“Mirando al firmamento”, por José Mª Otalora
“Todos los hombres tienen por naturaleza el deseo de saber”. Con estas palabras se inicia el libro primero de la Metafísica de Aristóteles, quien se inspiraría seguramente mirando a las estrellas en las noches luminosas que abundan en lo que hoy llamamos Grecia. Yo también me he puesto a observar estrellas en una noche de verano, entre las pocas que se ven en nuestro firmamento vasco. Y pensaba sobre el hecho de que puede llevar muerta cientos de años dada la distancia que existe con estos astros luminosos. Podemos captar la luz de estrellas que están a millones de años luz de la Tierra. Imbuido en estas reflexiones sentí la grandeza del universo desde la pequeñez humana hasta interiorizar que la clave de la felicidad es la verdadera humildad, la única fuente de la que mana la capacidad de asombro.
Curiosamente, y a pesar de que la humildad es fácil de denigrar (actitud propia de gente débil, etc.), nadie insulta ni desprecia a otro llamándole “humilde”. A lo sumo, se tolera como eufemismo pero no como algo degradante, quizá porque todos sabemos que tras la humildad se esconde la verdadera grandeza. Aunque nuestras limitaciones la proyecten como virtud inalcanzable.
Una persona humilde no se siente auto-suficiente; sus códigos de conducta están alejados de los de la propia conveniencia egoísta. El problema radica en la necesidad de conocernos mejor para acertar más y esto es algo que, en la sociedad superficial de hoy en día, se da por amortizado, no es necesario en el corto plazo que reclama nuestra cultura consumista. La humildad, en cambio, nos predispone a cuestionar aquello que hasta ahora habíamos dado por cierto, incluida la percepción de las estrellas. Y no se deja manipular como muestra la paradoja de que, cuando se descubre la humildad intencionadamente, se corrompe y desaparece; ya no es modestia. La coletilla “en mi humilde opinión” no es más que nuestro orgullo disfrazado que choca con la máxima de esta virtud: no se predica, se practica.

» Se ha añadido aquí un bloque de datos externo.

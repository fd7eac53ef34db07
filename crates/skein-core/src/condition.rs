//! Option visibility conditions.

use std::collections::BTreeMap;

use skein_expr::{Environment, EvalResult, ExprError, Program, Value};

use crate::line::is_word_char;
use crate::path::PATH_SEPARATOR;
use crate::story::Story;

/// A compiled `{...}` guard.
#[derive(Debug, Clone)]
pub struct Condition {
    program: Program,
}

impl Condition {
    /// Compile a condition as written by the author.
    ///
    /// Dotted references like `Knot.label` are rewritten to path form first.
    pub fn compile(raw: &str) -> Result<Self, ExprError> {
        let program = skein_expr::compile(&rewrite_paths(raw))?;
        Ok(Self { program })
    }

    /// The rewritten expression text.
    pub fn source(&self) -> &str {
        self.program.source()
    }

    /// Names the condition reads.
    pub fn identifiers(&self) -> Vec<&str> {
        self.program.identifiers()
    }

    /// Evaluate against session variables, falling back to declared
    /// defaults and then to a zero visit count for known paths.
    pub fn evaluate(&self, story: &Story, vars: &BTreeMap<String, Value>) -> EvalResult<bool> {
        self.program.run_bool(&Scope { story, vars })
    }
}

struct Scope<'a> {
    story: &'a Story,
    vars: &'a BTreeMap<String, Value>,
}

impl Environment for Scope<'_> {
    fn lookup(&self, name: &str) -> Option<Value> {
        if let Some(value) = self.vars.get(name) {
            return Some(value.clone());
        }
        if let Some(var) = self.story.variable(name) {
            return Some(var.value.clone());
        }
        self.story.lookup(name).map(|_| Value::Integer(0))
    }
}

/// Replace `.` between identifier segments with the path separator.
///
/// String literals and numbers are left alone.
fn rewrite_paths(raw: &str) -> String {
    let mut out = String::with_capacity(raw.len());
    let mut quote: Option<char> = None;
    // Some(true) inside a word that started with a letter or underscore.
    let mut word: Option<bool> = None;

    for c in raw.chars() {
        if let Some(q) = quote {
            out.push(c);
            if c == q {
                quote = None;
            }
            continue;
        }
        match c {
            '"' | '\'' => {
                quote = Some(c);
                word = None;
                out.push(c);
            }
            '.' if word == Some(true) => out.push_str(PATH_SEPARATOR),
            c if is_word_char(c) => {
                if word.is_none() {
                    word = Some(!c.is_ascii_digit());
                }
                out.push(c);
            }
            _ => {
                word = None;
                out.push(c);
            }
        }
    }
    out
}

#[cfg(test)]
mod tests {
    use super::*;

    #[test]
    fn rewrites_dotted_paths() {
        assert_eq!(rewrite_paths("Knot_A.lable_g > 0"), "Knot_A__lable_g > 0");
        assert_eq!(
            rewrite_paths("not a.b.c and d == 1"),
            "not a__b__c and d == 1"
        );
    }

    #[test]
    fn leaves_numbers_and_strings() {
        assert_eq!(rewrite_paths("x > 1.5"), "x > 1.5");
        assert_eq!(rewrite_paths("name == 'a.b'"), "name == 'a.b'");
        assert_eq!(rewrite_paths("n == \"x.y\" or k.s"), "n == \"x.y\" or k__s");
    }

    #[test]
    fn compile_reports_bad_expressions() {
        assert!(Condition::compile("a >").is_err());
        assert!(Condition::compile("").is_err());
    }

    #[test]
    fn identifiers_are_in_path_form() {
        let c = Condition::compile("Knot.label > 0 and seen").unwrap();
        assert_eq!(c.identifiers(), vec!["Knot__label", "seen"]);
    }
}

Merece la pena aprovechar alguna de las noches veraniegas que quedan para contemplar el cielo mientras sentimos admiración ante una creación asombrosa que al mostrarnos nuestra pequeñez puede hacernos más grandes por dentro. La mariposa recordará siempre que fue gusano, recordaba Mario Benedetti; la mariposa no lo recordaba para desvalorizarse sino porque quería sentir el gozo de reafirmarse en la maravilla que supone la transformación cuando trabajamos humildemente por ella.

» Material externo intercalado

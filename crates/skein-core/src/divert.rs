//! Divert target resolution.

use crate::node::NodeId;
use crate::path::{self, END_PATH};
use crate::story::Story;

impl Story {
    /// Resolve a divert target as seen from a node.
    ///
    /// `END` matches in any case. A single name tries a label in the local
    /// scope, then a stitch of the enclosing knot, then a knot. `a.b` tries
    /// `knot__a__b` under the enclosing knot, then stitch `b` of knot `a`.
    /// Longer targets are looked up as full paths.
    pub fn resolve_divert(&self, target: &str, from: NodeId) -> Option<NodeId> {
        if target.eq_ignore_ascii_case(END_PATH) {
            return Some(self.end());
        }

        let segments: Vec<&str> = target.split('.').collect();
        let (knot, _) = self.containers(from);
        match segments.as_slice() {
            [name] => {
                let local = match self.scope(from) {
                    Some(scope) => path::join(scope, name),
                    None => (*name).to_string(),
                };
                self.lookup(&local)
                    .or_else(|| knot.and_then(|k| self.stitch(k, name)))
                    .or_else(|| self.knot(name))
            }
            [first, second] => knot
                .and_then(|k| {
                    let under_knot = path::join(&path::join(self.path(k), first), second);
                    self.lookup(&under_knot)
                })
                .or_else(|| self.knot(first).and_then(|k| self.stitch(k, second))),
            _ => self.lookup(&path::from_dotted(target)),
        }
    }
}

#[cfg(test)]
mod tests {
    use crate::parse;

    const SOURCE: &str = "\
Top -> END
(global_label) Global -> END
== Knot_A
(knot_label) In A -> END
= st
(stitch_label) In st -> END
= other
Other -> END
== Knot_B
Line in B -> END
= st
B stitch -> END
";

    fn resolve(target: &str, from: &str) -> Option<String> {
        let story = parse(SOURCE).unwrap();
        let from = story.lookup(from).unwrap();
        story
            .resolve_divert(target, from)
            .map(|id| story.path(id).to_string())
    }

    #[test]
    fn end_is_case_insensitive() {
        assert_eq!(resolve("END", "start").as_deref(), Some("end"));
        assert_eq!(resolve("End", "Knot_A").as_deref(), Some("end"));
    }

    #[test]
    fn single_segment_prefers_local_label() {
        assert_eq!(
            resolve("stitch_label", "Knot_A__st").as_deref(),
            Some("Knot_A__st__stitch_label")
        );
        assert_eq!(
            resolve("knot_label", "Knot_A__knot_label").as_deref(),
            Some("Knot_A__knot_label")
        );
    }

    #[test]
    fn single_segment_then_stitch_then_knot() {
        assert_eq!(resolve("other", "Knot_A__st").as_deref(), Some("Knot_A__other"));
        assert_eq!(resolve("Knot_B", "Knot_A__st").as_deref(), Some("Knot_B"));
        assert_eq!(resolve("global_label", "start").as_deref(), Some("global_label"));
    }

    #[test]
    fn label_in_another_scope_is_not_local() {
        assert_eq!(resolve("stitch_label", "Knot_A__other"), None);
    }

    #[test]
    fn two_segments() {
        assert_eq!(
            resolve("st.stitch_label", "Knot_A__other").as_deref(),
            Some("Knot_A__st__stitch_label")
        );
        assert_eq!(resolve("Knot_B.st", "Knot_A").as_deref(), Some("Knot_B__st"));
        assert_eq!(resolve("Knot_A.knot_label", "Knot_B"), None);
    }

    #[test]
    fn knot_label_in_another_knot_stays_unresolved() {
        let story = parse("-> B\n== A\n(lbl) In A -> END\n== B\nIn B -> A.lbl").unwrap();
        let from = story.lookup("B__i").unwrap();
        assert_eq!(story.resolve_divert("A.lbl", from), None);
        assert!(matches!(
            story.resume(&crate::Context::new(&story)),
            Err(crate::RuntimeError::UnresolvedDivert { .. })
        ));
    }

    #[test]
    fn three_segments_are_full_paths() {
        assert_eq!(
            resolve("Knot_A.st.stitch_label", "start").as_deref(),
            Some("Knot_A__st__stitch_label")
        );
        assert_eq!(resolve("Knot_A.st.missing", "start"), None);
    }
}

El cosmos nos puede hacer humildes ante su infinitud de dimensiones inabarcables para la mente humana. Es algo que no podemos contenerlo mentalmente porque la realidad supera nuestra capacidad, desborda nuestro entendimiento y cualquier atisbo de control sobre lo que casi ni imaginamos que existe.
No estamos en un cosmos inmutable que cabe en nuestra realidad minúscula, sino en una especie de cosmogénesis o inmensa secuencia de eventos interconectados en el desarrollo del universo cuyas magnitudes aconsejan humildad: Leo que se llevan contabilizadas 80.000 millones de galaxias. Y cada una de ellas, alberga cientos de miles de millones de soles como el nuestro en los que, a su vez, cabrían un millón de planetas como el nuestro. Cuando podemos ver una estrella como un lejano puntito, tenemos que imaginarnos su enorme tamaño para verlas a simple vista. Hay que tener en cuenta que una distancia normal entre dos estrellas es de diez años luz, unos cien millones de kilómetros… ¡entre dos estrellas!
Solo en la oscuridad puedes ver las estrellas, decía Martin Luther King, y cuando despojamos a la frase de su sentido metafórico profundo, puede ayudar a ponernos en situación ante lo que nos permite la vista y alcanza la imaginación: en la medida que reconocemos lo poco que somos y podemos, eso que facilita nuestro deseo de buscar más; no es necesario utilizar la arrogancia. La historia, una vez más, nos cuenta las consecuencias cuando optamos por la dirección contraria.